- Decades:: 1740s; 1750s; 1760s; 1770s; 1780s;
- See also:: Other events of 1769 List of years in Denmark

= 1769 in Denmark =

Events from the year 1769 in Denmark.

==Incumbents==
- Monarch - Christian VII
- Prime minister - Count Johann Hartwig Ernst von Bernstorff

==Events==
- January
- 29 January – The Royal Danish Agricultural Society is founded.

- August
- 15 August – The first census in Denmark-Norway to attempt completely covering all citizens (including women and children who had previously been listed only as numbers) takes place.
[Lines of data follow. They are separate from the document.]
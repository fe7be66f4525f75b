//! Error types for the sarco protocol
//!
//! Every failure is a rejected transition: the attempted operation has zero
//! effect and one of these typed reasons is surfaced to the caller. There
//! is no crash/fatal category.

use thiserror::Error;

use crate::types::{Address, SarcoId};

/// Result type alias for protocol operations
pub type Result<T> = std::result::Result<T, Error>;

/// Typed rejection reasons surfaced by every engine operation
#[derive(Debug, Error, Clone, PartialEq, Eq)]
pub enum Error {
    // --- not-found ---
    /// No sarcophagus with this identifier
    #[error("sarcophagus does not exist: {0}")]
    SarcophagusDoesNotExist(SarcoId),

    /// Archaeologist has no registry profile
    #[error("archaeologist not registered: {0}")]
    ArchaeologistNotRegistered(Address),

    /// Address is not cursed on this sarcophagus
    #[error("archaeologist not cursed on this sarcophagus: {0}")]
    ArchaeologistNotOnSarcophagus(Address),

    // --- precondition ---
    /// Identifier already in use
    #[error("sarcophagus already exists: {0}")]
    SarcophagusAlreadyExists(SarcoId),

    /// Session is compromised; no further transitions permitted
    #[error("sarcophagus is compromised: {0}")]
    SarcophagusCompromised(SarcoId),

    /// Session was buried; no further transitions permitted
    #[error("sarcophagus is buried: {0}")]
    SarcophagusInactive(SarcoId),

    /// Clean already ran for this session
    #[error("sarcophagus already cleaned: {0}")]
    SarcophagusAlreadyCleaned(SarcoId),

    /// Registry profile already exists
    #[error("archaeologist already registered: {0}")]
    ArchaeologistAlreadyRegistered(Address),

    /// Custodian already released their key for this session
    #[error("private key already published for this curse")]
    PrivateKeyAlreadyPublished,

    /// Accused custodians may not publish
    #[error("archaeologist has been accused on this sarcophagus")]
    ArchaeologistHasBeenAccused,

    // --- timing ---
    /// The off-chain negotiation is stale
    #[error(
        "negotiated parameters expired: agreed at {agreed_creation_time}, \
         valid for {expiration_threshold}s"
    )]
    SarcophagusParametersExpired {
        agreed_creation_time: u64,
        expiration_threshold: u64,
    },

    /// Proposed resurrection time is not strictly in the future
    #[error("resurrection time {resurrection_time} is not in the future")]
    ResurrectionTimeInPast { resurrection_time: u64 },

    /// Proposed resurrection time exceeds the maximum rewrap interval
    #[error("resurrection time {resurrection_time} exceeds limit {limit}")]
    ResurrectionTimeTooFarInFuture { resurrection_time: u64, limit: u64 },

    /// Current deadline has already passed; the session can no longer be
    /// renewed, buried, or accused
    #[error("sarcophagus deadline {resurrection_time} has already passed")]
    SarcophagusExpired { resurrection_time: u64 },

    /// Publication window has not opened yet
    #[error("too early to publish: window opens at {window_start}")]
    TooEarlyForPublish { window_start: u64 },

    /// Publication window has closed
    #[error("too late to publish: window closed at {window_end}")]
    TooLateForPublish { window_end: u64 },

    /// Grace period has not elapsed yet
    #[error("too early to clean: allowed after {earliest}")]
    TooEarlyForClean { earliest: u64 },

    /// Embalmer claim window has closed; only the admin may clean now
    #[error("embalmer claim window closed at {window_end}")]
    TooLateForEmbalmerClean { window_end: u64 },

    /// Admin may clean only once the embalmer claim window has closed
    #[error("admin clean opens after the embalmer claim window closes at {window_end}")]
    TooEarlyForAdminClean { window_end: u64 },

    // --- authorization ---
    /// Caller is not the embalmer of this sarcophagus
    #[error("caller is not the embalmer of this sarcophagus")]
    SenderNotEmbalmer,

    /// Caller is neither the embalmer nor the admin
    #[error("caller is neither the embalmer nor the admin")]
    SenderNotEmbalmerOrAdmin,

    /// Caller is not the protocol admin
    #[error("caller is not the protocol admin")]
    CallerIsNotAdmin,

    // --- validation ---
    /// Creation requires at least one custodian
    #[error("no archaeologists provided")]
    NoArchaeologistsProvided,

    /// Threshold must satisfy 0 < k <= custodian count
    #[error("invalid threshold {threshold} for {archaeologist_count} archaeologists")]
    InvalidThreshold {
        threshold: u8,
        archaeologist_count: usize,
    },

    /// Same archaeologist selected more than once
    #[error("archaeologist selected more than once: {0}")]
    DuplicateArchaeologist(Address),

    /// Key-share commitment already bound to another curse
    #[error("public key already committed to another curse")]
    DuplicatePublicKey,

    /// Signature bytes are malformed or unrecoverable
    #[error("malformed or unrecoverable signature: {0}")]
    InvalidSignature(String),

    /// Curse signature recovered to an unexpected signer
    #[error("curse signature recovered {recovered}, expected {expected}")]
    SignerMismatch { expected: Address, recovered: Address },

    /// Accusal signature does not verify against the supplied public key
    #[error("accusal signature does not match the supplied public key")]
    InvalidAccusalSignature,

    /// Accusal arrays must be of equal length
    #[error("{public_keys} public keys but {signatures} signatures")]
    SignatureCountMismatch {
        public_keys: usize,
        signatures: usize,
    },

    /// Supplied private key does not derive the committed public key
    #[error("private key does not derive the committed public key")]
    IncorrectPrivateKey,

    /// Malformed key material
    #[error("invalid key material: {0}")]
    InvalidKey(String),

    /// Offered fee is below the archaeologist's published minimum
    #[error("digging fee {offered} below archaeologist minimum {minimum}")]
    DiggingFeeBelowMinimum { offered: u128, minimum: u128 },

    /// Requested interval exceeds the archaeologist's published maximum
    #[error("rewrap interval {requested} exceeds archaeologist maximum {maximum}")]
    RewrapIntervalTooLong { requested: u64, maximum: u64 },

    // --- insufficient-funds ---
    /// Free bond cannot cover the requested lock or withdrawal
    #[error("insufficient free bond: required {required}, available {available}")]
    InsufficientFreeBond { required: u128, available: u128 },

    /// Locked bond cannot cover the requested release or slash
    #[error("insufficient locked bond: required {required}, available {available}")]
    InsufficientLockedBond { required: u128, available: u128 },

    /// Protocol fee pool cannot cover the requested withdrawal
    #[error("insufficient protocol fees: requested {requested}, available {available}")]
    InsufficientProtocolFees { requested: u128, available: u128 },

    /// The external balance service rejected a transfer
    #[error("token transfer failed: {0}")]
    TransferFailed(String),
}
At that point, Norway included, there 797,584 citizens in Denmark.

- September
- 14 September – The outbreak of the Danish-Algerian War.
- 18– – The island of Møn is divided into estates and sold at public auction in Stege.
  - Estate No. 1 (Nygård, later Marienborg) is sold to quartermaster Esaias Fleischer for r 40,550 rigsdaler.
  - Estate No. 2 (Fanegjord) is sold to the local farmers for 42,750 rigsdaler.
  - Estate No. 3 (Sønderskov) is sold to the local farmers for 30,450 rigsdaler.
  - Rstate No. 4 (Nordfeld) is sold to local farmers for 41,650 rigsdaler.
  - Estate No. 5 (Klintholm) is sold to Hans Tersling for 50,000 rigsdaler.
  - Ålebækgård is sold to Ålebækgårdskoven,
  - Sømarke and the northern part of Klinteskoven (now Liselund) were sold to Mathias Schmidt.

===Undated===
- - Thomas Potter, a Scottish emigrant, establishes the first iron foundry in Denmark at Applebys Plads in Christianshavn, Copenhagen.

==Culture==
===Art===
- Ulrich Ferdinand Beenfeldt cmpletes the Fenger family portrait.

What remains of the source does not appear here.